Whether you see them together or not, just don’t refer to the new musical as a sequel. Press materials released today don’t and, in the media-only briefings that followed the industry launch, Andrew Lloyd Webber made the point himself: “I don’t regard this as a sequel, I regard it as a completely standalone piece,” he said. “If you hadn’t seen the original, you wouldn’t think twice.”

Starting with story

The composer told journalists that the only reason he wanted to do Love Never Dies is because “it’s a fantastic story” and one that picks up on “the unfinished business” created by Phantom’s “enigmatic” ending. “With everything that I’ve done that’s really worked in musical theatre, it’s the story that’s driven it. It’s the story that drove this.”

Love Never Dies is set in 1907, ten years after the conclusion of the original, and the Phantom, using the name Mr Y, is now living and thriving amongst the other “abhorrent freaks” on New York’s Coney Island, to where he’s escaped with Madame and Meg Giry. He persuades his old ingenue Christine Daae, now a huge star and married to her old flame Raoul, with whom she has ten-year-old son named Gustave, to sing for him once more.

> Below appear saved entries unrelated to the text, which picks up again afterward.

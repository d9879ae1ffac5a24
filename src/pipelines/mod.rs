//! Render pipelines and their WGSL shaders.
//!
//! Each `mk_*` function builds one complete pipeline: the lit scene pass,
//! the skybox pass and the HUD overlay pass.

pub mod hud;
pub mod scene;
pub mod skybox;

pub use hud::{mk_hud_pipeline, HudVertex};
pub use scene::{mk_frame_layout, mk_material_layout, mk_scene_pipeline, ItemInstance};
pub use skybox::{mk_skybox_layout, mk_skybox_pipeline};

use crate::data_structures::texture::Texture;

/// Shared pipeline plumbing. Cull mode and depth behaviour differ per pass,
/// everything else is the same TriangleList setup.
pub(crate) fn mk_render_pipeline(
    device: &wgpu::Device,
    label: &str,
    layout: &wgpu::PipelineLayout,
    color_format: wgpu::TextureFormat,
    blend: Option<wgpu::BlendState>,
    cull_mode: Option<wgpu::Face>,
    depth_write_enabled: bool,
    depth_compare: wgpu::CompareFunction,
    vertex_layouts: &[wgpu::VertexBufferLayout],
    shader: wgpu::ShaderModuleDescriptor,
) -> wgpu::RenderPipeline {
    let shader = device.create_shader_module(shader);

    device.create_render_pipeline(&wgpu::RenderPipelineDescriptor {
        cache: None,
        label: Some(label),
        layout: Some(layout),
        vertex: wgpu::VertexState {
            module: &shader,
            entry_point: Some("vs_main"),
            buffers: vertex_layouts,
            compilation_options: Default::default(),
        },
        fragment: Some(wgpu::FragmentState {
            module: &shader,
            entry_point: Some("fs_main"),
            targets: &[Some(wgpu::ColorTargetState {
                format: color_format,
                blend,
                write_mask: wgpu::ColorWrites::ALL,
            })],
            compilation_options: Default::default(),
        }),
        primitive: wgpu::PrimitiveState {
            topology: wgpu::PrimitiveTopology::TriangleList,
            strip_index_format: None,
            front_face: wgpu::FrontFace::Ccw,
            cull_mode,
            polygon_mode: wgpu::PolygonMode::Fill,
            unclipped_depth: false,
            conservative: false,
        },
        depth_stencil: Some(wgpu::DepthStencilState {
            format: Texture::DEPTH_FORMAT,
            depth_write_enabled,
            depth_compare,
            stencil: wgpu::StencilState::default(),
            bias: wgpu::DepthBiasState::default(),
        }),
        multisample: wgpu::MultisampleState {
            count: 1,
            mask: !0,
            alpha_to_coverage_enabled: false,
        },
        multiview: None,
    })
}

No one was giving much more plot detail away today, though director Jack O\'Brien promised that “you’re going to be amazed” by the exceedingly “good yarn” that has a “really interesting, unbelievably unforeseeable turn of events”. According to O’Brien, it is a “very considered piece” that has benefitted from a necessarily “long gestation period” - some 17 years since the initial idea, with the past three years in intense development, including nine weeks of workshops. Because “we’re playing with people’s memories that are sacrosanct” and that everyone is “going to be listening astutely ... we can’t be cavalier with this story.”

Passionate music

O’Brien likens Lloyd Webber’s sung-through score to operas by Mozart, Puccini or Verdi. It’s “glorious music that no one else seems to be writing” these days, he said. “I think people are hungry for a nice big steak, we’ve been nibbling at cocktail napkins for awhile.”

American Sierra Boggess, who as Christine Daae sings the title song, an aria written especially for her, describes the music as “incredibly passionate. Every fibre of passion that man (Lloyd Webber) has in his body is in this score”.

Apart from a few motifs, the music for Love Never Dies does not repeat anything The Phantom of the Opera. For his part, having tested the complete score in the recording studio for the concept album which will be launch on 10 March 2010, a day after the world premiere, Lloyd Webber said today: “I’m very happy that it stands as a piece of music. The challenge now is to realise it in the theatre.”

Key casting

Boggess and Ramin Karimloo will lead the 33-strong cast in the premiere production, joined by Summer Strallen as Meg Giry. The other principals – Madame Giry and Raoul, as well as a rotation of boys to play Gustave – have yet to be announced.

Both Boggess and Karimloo are already well acquainted with their characters. Karimloo has been playing the Phantom for two year at Her Majesty’s, where he continues in the role until 7 November (and prior to that, he play Raoul for four years). Boggess was hand-picked by Lloyd Webber to play Christine in the Las Vegas production of The Phantom of the Opera.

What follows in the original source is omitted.